A particularly nasty sub-community of gamers (who represented as predominately male) took offense. Lots of offense. All the offense. A quite staggering and bewildering amount of offense, really. And these . . . enthusiasts . . . began a campaign of their own, to discredit and revile both Ms. Sarkeesian and the project through a torrential rain of misogynistic online harassment. And you can still find a lot of it out there if you want to look, and Anita Sarkeesian saved some of it so you can find it through her website, but I don’t feel like going into the details here, as looking at all of that vitriolic, threatening bullcrap for too long makes me feel all depressed and queasy.

So what did the Feminist Frequency creator do? She turned it around, made all the money (with support from gamers and fans of her series that was in part a backlash against the trolls’ original backlash), expanded the project to include more videos and made Feminist Frequency her full-time job. (She even hired staff.)

Also, and importantly, she started raising awareness about online bullying and harassment, using her own experience as a kind of case study. The above sketch is of her giving a presentation at TED talks about the phenomenon that is the “cyber mob.” (The video is available on her site and through the TEDxTalks channel on YouTube.) In this video, Ms.
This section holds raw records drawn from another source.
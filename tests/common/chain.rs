//! In-memory Sui node.
//!
//! Decodes the BCS transactions it receives and runs a small set of Move
//! functions natively:
//!
//! - `counter::increment(&mut Counter)`
//! - `counter::add(&mut Counter, u64)`
//! - `counter::get_count(&Counter): u64`
//! - `counter::abort_always(&mut Counter)`
//! - `counter::consume_ticket(Ticket)`
//! - `complex::flatten_address(address, vector<address>): vector<address>`
//! - `complex::flatten_u8(vector<vector<u8>>): vector<u8>`

use anyhow::{anyhow, bail, Result};
use parking_lot::Mutex;
use serde_json::{json, Value};
use move_core_types::account_address::AccountAddress;
use sui_bind_types::encoding::{base64_decode, normalize_address, parse_address};
use sui_bind_types::{
    Argument, CallArg, Command, ObjectArg, ObjectDigest, ProgrammableTransaction, TransactionData,
    TransactionKind,
};
use sui_transport::{
    CoinPage, DevInspectResults, ExecuteTransactionRequestType, SuiObjectResponse, SuiRpc,
    TransactionBlockResponse, TransactionBlockResponseOptions,
};

pub const PACKAGE_ID: &str = "0x5eed";
pub const COUNTER_ID: &str = "0xc0ffee";
pub const TICKET_ID: &str = "0x7e57";
pub const SENDER: &str = "0xa11ce";
pub const GAS_COIN_ID: &str = "0x6a5";
pub const COUNTER_INITIAL_SHARED_VERSION: u64 = 3;
pub const REFERENCE_GAS_PRICE: u64 = 1_000;
pub const ABORT_ERROR: &str = "MoveAbort(MoveLocation { module: counter, function: 3 }, 7) in command 0";

/// Per-command return values: `(bcs bytes, type)`.
type CommandResults = Vec<Vec<(Vec<u8>, String)>>;

#[derive(Debug, Clone)]
struct ChainState {
    counter: u64,
    counter_version: u64,
    ticket_version: u64,
    ticket_consumed: bool,
}

#[derive(Debug, Default)]
pub struct Recorded {
    pub get_object_calls: usize,
    pub executed: Vec<TransactionData>,
    pub request_types: Vec<ExecuteTransactionRequestType>,
    pub dev_inspected: Vec<ProgrammableTransaction>,
    pub dev_inspect_gas_prices: Vec<Option<u64>>,
    pub last_results: CommandResults,
}

pub struct FakeChain {
    state: Mutex<ChainState>,
    recorded: Mutex<Recorded>,
}

impl Default for FakeChain {
    fn default() -> Self {
        Self::new()
    }
}

/// Full-width form of a short hex id.
pub fn id(hex: &str) -> String {
    normalize_address(hex).unwrap()
}

pub fn addr(hex: &str) -> AccountAddress {
    parse_address(hex, "address").unwrap()
}

fn digest_for(seed: u64) -> ObjectDigest {
    let mut bytes = [0u8; 32];
    bytes[..8].copy_from_slice(&seed.to_le_bytes());
    ObjectDigest::new(bytes)
}

impl FakeChain {
    pub fn new() -> Self {
        Self {
            state: Mutex::new(ChainState {
                counter: 0,
                counter_version: 10,
                ticket_version: 4,
                ticket_consumed: false,
            }),
            recorded: Mutex::new(Recorded::default()),
        }
    }

    pub fn counter(&self) -> u64 {
        self.state.lock().counter
    }

    pub fn recorded(&self) -> parking_lot::MutexGuard<'_, Recorded> {
        self.recorded.lock()
    }

    fn object_json(&self, object_id: &str) -> Value {
        let state = self.state.lock();
        if object_id == id(COUNTER_ID) {
            json!({
                "data": {
                    "objectId": object_id,
                    "version": state.counter_version.to_string(),
                    "digest": digest_for(state.counter_version).to_string(),
                    "type": format!("{}::counter::Counter", id(PACKAGE_ID)),
                    "owner": { "Shared": { "initial_shared_version": COUNTER_INITIAL_SHARED_VERSION } },
                    "content": {
                        "dataType": "moveObject",
                        "fields": { "id": { "id": object_id }, "value": state.counter.to_string() }
                    }
                }
            })
        } else if object_id == id(TICKET_ID) && !state.ticket_consumed {
            json!({
                "data": {
                    "objectId": object_id,
                    "version": state.ticket_version,
                    "digest": digest_for(state.ticket_version + 1_000).to_string(),
                    "type": format!("{}::counter::Ticket", id(PACKAGE_ID)),
                    "owner": { "AddressOwner": id(SENDER) },
                    "content": { "dataType": "moveObject", "fields": { "id": { "id": object_id } } }
                }
            })
        } else {
            json!({ "error": { "code": "notExists", "object_id": object_id } })
        }
    }

    fn run(&self, pt: &ProgrammableTransaction, state: &mut ChainState) -> Result<CommandResults> {
        let mut results: CommandResults = Vec::new();
        for (index, command) in pt.commands.iter().enumerate() {
            let returned = match command {
                Command::MoveCall(call) => {
                    if call.package != addr(PACKAGE_ID) {
                        bail!("package {} not found in command {}", call.package, index);
                    }
                    let args = &call.arguments;
                    match (call.module.as_str(), call.function.as_str()) {
                        ("counter", "increment") => {
                            counter_arg(pt, args, 0, true)?;
                            state.counter += 1;
                            vec![]
                        }
                        ("counter", "add") => {
                            counter_arg(pt, args, 0, true)?;
                            let amount: u64 = bcs::from_bytes(&value_arg(pt, &results, args, 1)?)?;
                            state.counter += amount;
                            vec![]
                        }
                        ("counter", "get_count") => {
                            counter_arg(pt, args, 0, false)?;
                            vec![(bcs::to_bytes(&state.counter)?, "u64".to_string())]
                        }
                        ("counter", "abort_always") => bail!(ABORT_ERROR),
                        ("counter", "consume_ticket") => {
                            self.ticket_arg(pt, args, state)?;
                            state.ticket_consumed = true;
                            vec![]
                        }
                        ("complex", "flatten_address") => {
                            let first: [u8; 32] = bcs::from_bytes(&value_arg(pt, &results, args, 0)?)?;
                            let rest: Vec<[u8; 32]> =
                                bcs::from_bytes(&value_arg(pt, &results, args, 1)?)?;
                            let mut all = vec![first];
                            all.extend(rest);
                            vec![(bcs::to_bytes(&all)?, "vector<address>".to_string())]
                        }
                        ("complex", "flatten_u8") => {
                            let nested: Vec<Vec<u8>> =
                                bcs::from_bytes(&value_arg(pt, &results, args, 0)?)?;
                            let flat: Vec<u8> = nested.into_iter().flatten().collect();
                            vec![(bcs::to_bytes(&flat)?, "vector<u8>".to_string())]
                        }
                        (module, function) => bail!("function {}::{} not found", module, function),
                    }
                }
                Command::TransferObjects(..) | Command::SplitCoins(..) | Command::MergeCoins(..) => vec![],
            };
            results.push(returned);
        }
        Ok(results)
    }

    fn ticket_arg(&self, pt: &ProgrammableTransaction, args: &[Argument], state: &ChainState) -> Result<()> {
        match input(pt, args, 0)? {
            CallArg::Object(ObjectArg::ImmOrOwnedObject(r))
                if r.object_id == addr(TICKET_ID)
                    && r.version == state.ticket_version
                    && r.digest == digest_for(state.ticket_version + 1_000) =>
            {
                Ok(())
            }
            other => bail!("ticket must be passed by reference, got {:?}", other),
        }
    }

    fn success_effects(digest: &str) -> Value {
        json!({
            "status": { "status": "success" },
            "gasUsed": {
                "computationCost": "1000000",
                "storageCost": "2000000",
                "storageRebate": "500000",
                "nonRefundableStorageFee": "5000"
            },
            "transactionDigest": digest
        })
    }
}

fn input<'a>(pt: &'a ProgrammableTransaction, args: &[Argument], position: usize) -> Result<&'a CallArg> {
    match args.get(position) {
        Some(Argument::Input(i)) => pt
            .inputs
            .get(*i as usize)
            .ok_or_else(|| anyhow!("input {} out of bounds", i)),
        other => bail!("argument {} should be an input, got {:?}", position, other),
    }
}

fn counter_arg(pt: &ProgrammableTransaction, args: &[Argument], position: usize, needs_mut: bool) -> Result<()> {
    match input(pt, args, position)? {
        CallArg::Object(ObjectArg::SharedObject {
            id: object_id,
            initial_shared_version,
            mutable,
        }) => {
            if *object_id != addr(COUNTER_ID) {
                bail!("object {} is not the counter", object_id);
            }
            if *initial_shared_version != COUNTER_INITIAL_SHARED_VERSION {
                bail!("wrong initial shared version {}", initial_shared_version);
            }
            if needs_mut && !mutable {
                bail!("counter passed immutably to a &mut parameter");
            }
            Ok(())
        }
        other => bail!("counter must be a shared object input, got {:?}", other),
    }
}

fn value_arg(
    pt: &ProgrammableTransaction,
    results: &CommandResults,
    args: &[Argument],
    position: usize,
) -> Result<Vec<u8>> {
    match args.get(position) {
        Some(Argument::Input(i)) => match pt.inputs.get(*i as usize) {
            Some(CallArg::Pure(bytes)) => Ok(bytes.clone()),
            other => bail!("input {} should be pure, got {:?}", i, other),
        },
        Some(Argument::Result(i)) => results
            .get(*i as usize)
            .and_then(|r| r.first())
            .map(|(bytes, _)| bytes.clone())
            .ok_or_else(|| anyhow!("result {} has no value", i)),
        Some(Argument::NestedResult(i, j)) => results
            .get(*i as usize)
            .and_then(|r| r.get(*j as usize))
            .map(|(bytes, _)| bytes.clone())
            .ok_or_else(|| anyhow!("nested result ({}, {}) has no value", i, j)),
        other => bail!("unsupported argument {:?}", other),
    }
}

fn results_json(results: &CommandResults) -> Value {
    Value::Array(
        results
            .iter()
            .map(|values| {
                let returns: Vec<Value> = values.iter().map(|(bytes, ty)| json!([bytes, ty])).collect();
                json!({ "returnValues": returns })
            })
            .collect(),
    )
}

impl SuiRpc for FakeChain {
    fn get_object(&self, object_id: &str) -> Result<SuiObjectResponse> {
        self.recorded.lock().get_object_calls += 1;
        Ok(serde_json::from_value(self.object_json(&id(object_id)))?)
    }

    fn get_all_coins(&self, owner: &str, cursor: Option<&str>, _limit: Option<usize>) -> Result<CoinPage> {
        if owner != id(SENDER) {
            return Ok(CoinPage::default());
        }
        let page = match cursor {
            None => json!({
                "data": [{
                    "coinType": format!("{}::usdc::USDC", id(PACKAGE_ID)),
                    "coinObjectId": id("0x05dc"),
                    "version": "2",
                    "digest": digest_for(2).to_string(),
                    "balance": "10"
                }],
                "nextCursor": "coins-2",
                "hasNextPage": true
            }),
            Some(_) => json!({
                "data": [{
                    "coinType": "0x2::sui::SUI",
                    "coinObjectId": id(GAS_COIN_ID),
                    "version": "7",
                    "digest": digest_for(7).to_string(),
                    "balance": "5000000000"
                }],
                "nextCursor": null,
                "hasNextPage": false
            }),
        };
        Ok(serde_json::from_value(page)?)
    }

    fn get_reference_gas_price(&self) -> Result<u64> {
        Ok(REFERENCE_GAS_PRICE)
    }

    fn execute_transaction_block(
        &self,
        tx_bytes: &str,
        signatures: &[String],
        _options: &TransactionBlockResponseOptions,
        request_type: ExecuteTransactionRequestType,
    ) -> Result<TransactionBlockResponse> {
        if signatures.is_empty() {
            bail!("transaction is not signed");
        }
        let data: TransactionData = bcs::from_bytes(&base64_decode(tx_bytes, "transaction")?)?;
        let TransactionKind::ProgrammableTransaction(pt) = data.kind().clone();

        let mut recorded = self.recorded.lock();
        recorded.executed.push(data.clone());
        recorded.request_types.push(request_type);
        let digest = format!("tx{}", recorded.executed.len());

        let mut state = self.state.lock();
        let mut scratch = state.clone();
        let effects = match self.run(&pt, &mut scratch) {
            Ok(results) => {
                scratch.counter_version += 1;
                *state = scratch;
                recorded.last_results = results;
                Self::success_effects(&digest)
            }
            Err(e) => json!({
                "status": { "status": "failure", "error": e.to_string() },
                "transactionDigest": digest
            }),
        };

        Ok(serde_json::from_value(json!({
            "digest": digest,
            "effects": effects,
            "objectChanges": [],
            "balanceChanges": []
        }))?)
    }

    fn dev_inspect_transaction_block(
        &self,
        sender: &str,
        tx_kind_bytes: &str,
        gas_price: Option<u64>,
    ) -> Result<DevInspectResults> {
        if sender != id(SENDER) {
            bail!("unexpected sender {}", sender);
        }
        let kind: TransactionKind = bcs::from_bytes(&base64_decode(tx_kind_bytes, "transaction kind")?)?;
        let TransactionKind::ProgrammableTransaction(pt) = kind;

        let mut scratch = self.state.lock().clone();
        let mut recorded = self.recorded.lock();
        recorded.dev_inspected.push(pt.clone());
        recorded.dev_inspect_gas_prices.push(gas_price);

        let response = match self.run(&pt, &mut scratch) {
            Ok(results) => {
                let body = json!({
                    "effects": Self::success_effects("inspect"),
                    "results": results_json(&results),
                    "events": []
                });
                recorded.last_results = results;
                body
            }
            Err(e) => json!({
                "effects": { "status": { "status": "failure", "error": e.to_string() } },
                "error": e.to_string(),
                "events": []
            }),
        };
        Ok(serde_json::from_value(response)?)
    }
}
Sarkeesian details how the harassment campaign launched against her was thought of and treated by its ‘players’ as a “massively multiplayer online game” in which she was cast in the role of villain. (Even now, with all of the awareness and support that she has gathered, two of the first three versions of this talk that show up on a YouTube search have more than their fair share of ignorant misogynistic vitriol in their unfiltered comments sections. One of them is even a–and I use this term loosely here–“parody” video*: an edited version of the original talk to which some enterprising soul added a laugh track and crickets chirping in the background . . . sigh. And commenters on the other unofficial version wonder why commenting was disabled on the official channel.)

I don’t like bullies.** My own experiences of being bullied in school have stayed with me well into my adulthood and they’re not just a memory. They affect me. They manifest in both emotional and physical ways, as trust issues and stress-related disorders and other lovely things that I will not go into now.

As a result, however, I have a lot of admiration for someone who can stand up to bullying on such a massive scale, and who has the drive and ability to step back and turn something so potentially poisonous into a teachable moment.

* * *

*No, I won’t link to it. Why would I do that to you? Last I checked, it had received under 700 views, anyway. Let’s do our best to keep it that way.

**Feel free to imagine Danny Phantom‘s ghost kid Sidney Poindexter (from “Splitting Images”) wailing “Bullies! . . . Bullies!” here. I know I do.